### Your instructions
Give the lines below again exactly, starting with the line that holds "from an alignment" and going on through the line that holds "let mut result".

### Data for review
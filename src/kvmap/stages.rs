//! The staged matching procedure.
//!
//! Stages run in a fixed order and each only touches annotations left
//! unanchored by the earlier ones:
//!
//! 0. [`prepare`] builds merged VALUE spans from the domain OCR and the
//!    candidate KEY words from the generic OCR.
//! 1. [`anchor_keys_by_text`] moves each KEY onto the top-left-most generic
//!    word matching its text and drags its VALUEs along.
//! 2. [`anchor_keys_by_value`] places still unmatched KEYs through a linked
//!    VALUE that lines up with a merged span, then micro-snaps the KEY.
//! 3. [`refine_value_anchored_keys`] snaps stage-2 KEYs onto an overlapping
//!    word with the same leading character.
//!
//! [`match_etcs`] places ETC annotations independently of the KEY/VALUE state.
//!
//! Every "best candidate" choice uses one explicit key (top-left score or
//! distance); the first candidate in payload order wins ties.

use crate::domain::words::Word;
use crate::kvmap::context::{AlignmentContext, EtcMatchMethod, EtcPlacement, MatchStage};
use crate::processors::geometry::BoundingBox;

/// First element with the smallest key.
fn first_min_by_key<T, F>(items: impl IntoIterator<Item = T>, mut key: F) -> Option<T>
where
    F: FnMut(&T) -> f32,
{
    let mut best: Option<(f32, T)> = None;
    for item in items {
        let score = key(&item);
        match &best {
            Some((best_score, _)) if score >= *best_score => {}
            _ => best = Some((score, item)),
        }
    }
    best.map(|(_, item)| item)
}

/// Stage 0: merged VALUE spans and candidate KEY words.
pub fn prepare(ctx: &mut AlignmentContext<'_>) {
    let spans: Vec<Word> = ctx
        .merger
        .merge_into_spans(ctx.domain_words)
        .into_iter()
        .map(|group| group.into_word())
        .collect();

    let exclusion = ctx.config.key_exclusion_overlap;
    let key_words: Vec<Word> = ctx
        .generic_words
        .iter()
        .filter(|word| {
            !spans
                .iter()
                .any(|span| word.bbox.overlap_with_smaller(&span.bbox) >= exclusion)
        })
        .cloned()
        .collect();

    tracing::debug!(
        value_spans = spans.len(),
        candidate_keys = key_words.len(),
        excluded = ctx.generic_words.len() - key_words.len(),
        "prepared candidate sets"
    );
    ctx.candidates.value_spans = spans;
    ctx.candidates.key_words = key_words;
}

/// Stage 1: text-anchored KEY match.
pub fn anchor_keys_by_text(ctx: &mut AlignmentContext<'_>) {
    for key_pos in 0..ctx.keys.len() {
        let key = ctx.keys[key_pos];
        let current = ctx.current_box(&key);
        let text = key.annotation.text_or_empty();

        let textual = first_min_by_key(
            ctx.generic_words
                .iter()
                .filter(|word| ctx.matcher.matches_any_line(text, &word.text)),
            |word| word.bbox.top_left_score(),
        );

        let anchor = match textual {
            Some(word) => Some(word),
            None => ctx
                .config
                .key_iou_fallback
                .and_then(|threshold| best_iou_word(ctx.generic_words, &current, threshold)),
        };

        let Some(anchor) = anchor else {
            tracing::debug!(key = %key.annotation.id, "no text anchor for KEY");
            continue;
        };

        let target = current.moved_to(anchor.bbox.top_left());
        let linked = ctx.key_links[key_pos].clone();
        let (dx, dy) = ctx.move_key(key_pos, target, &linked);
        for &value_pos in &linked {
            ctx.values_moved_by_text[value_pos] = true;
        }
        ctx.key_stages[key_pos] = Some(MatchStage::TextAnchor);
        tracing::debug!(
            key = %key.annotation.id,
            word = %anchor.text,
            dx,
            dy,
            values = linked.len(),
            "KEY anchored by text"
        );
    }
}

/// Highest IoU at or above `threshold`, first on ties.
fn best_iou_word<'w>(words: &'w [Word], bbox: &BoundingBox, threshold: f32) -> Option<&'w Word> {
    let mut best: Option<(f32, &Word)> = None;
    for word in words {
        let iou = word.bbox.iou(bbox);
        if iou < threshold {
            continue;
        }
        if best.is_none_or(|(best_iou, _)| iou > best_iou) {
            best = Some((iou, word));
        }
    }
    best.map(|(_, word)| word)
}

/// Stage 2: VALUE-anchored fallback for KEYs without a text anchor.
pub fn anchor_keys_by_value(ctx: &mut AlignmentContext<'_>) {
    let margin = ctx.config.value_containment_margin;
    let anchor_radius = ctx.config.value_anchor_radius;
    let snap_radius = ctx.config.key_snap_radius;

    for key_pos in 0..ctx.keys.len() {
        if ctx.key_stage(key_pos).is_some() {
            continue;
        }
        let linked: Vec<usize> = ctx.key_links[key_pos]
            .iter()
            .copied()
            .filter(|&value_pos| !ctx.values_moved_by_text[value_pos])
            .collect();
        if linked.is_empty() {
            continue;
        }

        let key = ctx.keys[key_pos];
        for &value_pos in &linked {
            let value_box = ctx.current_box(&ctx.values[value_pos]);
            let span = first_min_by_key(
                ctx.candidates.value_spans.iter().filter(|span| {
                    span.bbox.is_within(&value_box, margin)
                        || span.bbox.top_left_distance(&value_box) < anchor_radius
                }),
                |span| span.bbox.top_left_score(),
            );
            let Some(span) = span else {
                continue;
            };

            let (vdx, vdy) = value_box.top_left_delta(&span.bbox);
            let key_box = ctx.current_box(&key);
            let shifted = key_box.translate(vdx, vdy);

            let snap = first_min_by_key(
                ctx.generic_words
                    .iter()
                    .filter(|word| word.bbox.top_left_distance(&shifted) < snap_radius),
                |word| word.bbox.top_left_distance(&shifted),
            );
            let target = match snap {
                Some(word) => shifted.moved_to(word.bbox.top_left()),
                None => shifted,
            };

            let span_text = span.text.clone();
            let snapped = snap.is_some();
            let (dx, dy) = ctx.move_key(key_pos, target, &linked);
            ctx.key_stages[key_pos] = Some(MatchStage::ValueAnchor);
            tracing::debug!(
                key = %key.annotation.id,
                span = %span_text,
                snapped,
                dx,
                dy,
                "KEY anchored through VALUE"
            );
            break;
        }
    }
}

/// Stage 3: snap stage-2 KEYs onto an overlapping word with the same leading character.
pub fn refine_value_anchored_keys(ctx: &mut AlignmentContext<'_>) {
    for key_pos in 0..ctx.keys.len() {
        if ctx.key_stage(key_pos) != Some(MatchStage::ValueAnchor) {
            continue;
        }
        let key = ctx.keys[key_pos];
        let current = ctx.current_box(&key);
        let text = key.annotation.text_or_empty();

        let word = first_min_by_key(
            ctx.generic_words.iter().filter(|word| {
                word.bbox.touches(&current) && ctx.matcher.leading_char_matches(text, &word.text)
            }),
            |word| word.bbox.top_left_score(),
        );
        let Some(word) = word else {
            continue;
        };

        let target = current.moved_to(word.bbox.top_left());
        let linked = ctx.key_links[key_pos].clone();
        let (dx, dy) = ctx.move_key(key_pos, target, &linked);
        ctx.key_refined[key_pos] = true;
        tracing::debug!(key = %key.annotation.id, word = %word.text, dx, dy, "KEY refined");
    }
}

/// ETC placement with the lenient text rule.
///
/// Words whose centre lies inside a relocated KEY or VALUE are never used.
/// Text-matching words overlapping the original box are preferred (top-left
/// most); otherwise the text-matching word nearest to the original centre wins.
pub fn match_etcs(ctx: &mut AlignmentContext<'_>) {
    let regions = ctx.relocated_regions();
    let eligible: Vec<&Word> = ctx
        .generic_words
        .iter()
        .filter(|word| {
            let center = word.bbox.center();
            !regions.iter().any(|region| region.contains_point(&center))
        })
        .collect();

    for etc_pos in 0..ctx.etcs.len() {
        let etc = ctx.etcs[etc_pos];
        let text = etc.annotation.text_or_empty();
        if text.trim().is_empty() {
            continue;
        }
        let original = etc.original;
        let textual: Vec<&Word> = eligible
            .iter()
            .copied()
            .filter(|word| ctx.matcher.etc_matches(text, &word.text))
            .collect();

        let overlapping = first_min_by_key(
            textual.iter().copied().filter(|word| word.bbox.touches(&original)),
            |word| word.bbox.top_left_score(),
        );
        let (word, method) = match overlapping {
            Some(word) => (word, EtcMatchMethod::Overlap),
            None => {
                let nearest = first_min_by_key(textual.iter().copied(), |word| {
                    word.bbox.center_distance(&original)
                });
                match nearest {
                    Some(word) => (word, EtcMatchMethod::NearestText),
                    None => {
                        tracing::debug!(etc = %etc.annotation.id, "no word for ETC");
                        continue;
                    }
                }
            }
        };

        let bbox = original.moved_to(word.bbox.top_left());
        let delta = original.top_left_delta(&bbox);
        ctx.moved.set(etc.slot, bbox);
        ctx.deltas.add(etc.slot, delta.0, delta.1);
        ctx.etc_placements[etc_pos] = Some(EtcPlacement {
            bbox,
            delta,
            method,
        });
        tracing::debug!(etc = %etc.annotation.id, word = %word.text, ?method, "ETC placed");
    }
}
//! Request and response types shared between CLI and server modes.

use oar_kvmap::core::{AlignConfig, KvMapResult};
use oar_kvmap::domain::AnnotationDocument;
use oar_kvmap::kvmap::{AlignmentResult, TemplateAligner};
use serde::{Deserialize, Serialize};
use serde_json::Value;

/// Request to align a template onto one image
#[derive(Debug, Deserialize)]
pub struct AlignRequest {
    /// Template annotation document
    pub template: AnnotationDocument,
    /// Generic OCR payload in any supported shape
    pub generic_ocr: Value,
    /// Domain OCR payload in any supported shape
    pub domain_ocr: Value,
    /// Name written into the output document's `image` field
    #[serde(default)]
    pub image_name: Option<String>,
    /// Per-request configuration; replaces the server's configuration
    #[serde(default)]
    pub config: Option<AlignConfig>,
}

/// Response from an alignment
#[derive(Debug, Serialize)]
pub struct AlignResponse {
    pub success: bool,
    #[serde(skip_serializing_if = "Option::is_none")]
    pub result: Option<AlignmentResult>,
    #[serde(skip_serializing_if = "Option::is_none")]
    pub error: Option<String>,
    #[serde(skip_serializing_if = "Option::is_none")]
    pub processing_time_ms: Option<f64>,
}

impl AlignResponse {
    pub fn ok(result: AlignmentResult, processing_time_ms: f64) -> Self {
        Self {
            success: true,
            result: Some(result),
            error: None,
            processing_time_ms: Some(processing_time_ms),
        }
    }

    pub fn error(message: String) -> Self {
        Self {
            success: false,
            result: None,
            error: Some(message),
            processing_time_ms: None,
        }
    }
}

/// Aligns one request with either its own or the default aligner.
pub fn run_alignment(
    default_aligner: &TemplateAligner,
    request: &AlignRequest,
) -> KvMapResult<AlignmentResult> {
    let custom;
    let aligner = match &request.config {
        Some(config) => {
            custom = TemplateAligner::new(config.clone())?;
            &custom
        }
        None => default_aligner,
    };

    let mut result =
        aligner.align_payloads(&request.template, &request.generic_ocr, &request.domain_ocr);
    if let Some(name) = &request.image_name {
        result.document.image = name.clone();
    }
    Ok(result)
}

### Answer below
/// Response from an alignment
#[derive(Debug, Serialize)]
pub struct AlignResponse {
    pub success: bool,
    #[serde(skip_serializing_if = "Option::is_none")]
    pub result: Option<AlignmentResult>,
    #[serde(skip_serializing_if = "Option::is_none")]
    pub error: Option<String>,
    #[serde(skip_serializing_if = "Option::is_none")]
    pub processing_time_ms: Option<f64>,
}

impl AlignResponse {
    pub fn ok(result: AlignmentResult, processing_time_ms: f64) -> Self {
        Self {
            success: true,
            result: Some(result),
            error: None,
            processing_time_ms: Some(processing_time_ms),
        }
    }

    pub fn error(message: String) -> Self {
        Self {
            success: false,
            result: None,
            error: Some(message),
            processing_time_ms: None,
        }
    }
}

/// Aligns one request with either its own or the default aligner.
pub fn run_alignment(
    default_aligner: &TemplateAligner,
    request: &AlignRequest,
) -> KvMapResult<AlignmentResult> {
    let custom;
    let aligner = match &request.config {
        Some(config) => {
            custom = TemplateAligner::new(config.clone())?;
            &custom
        }
        None => default_aligner,
    };

    let mut result =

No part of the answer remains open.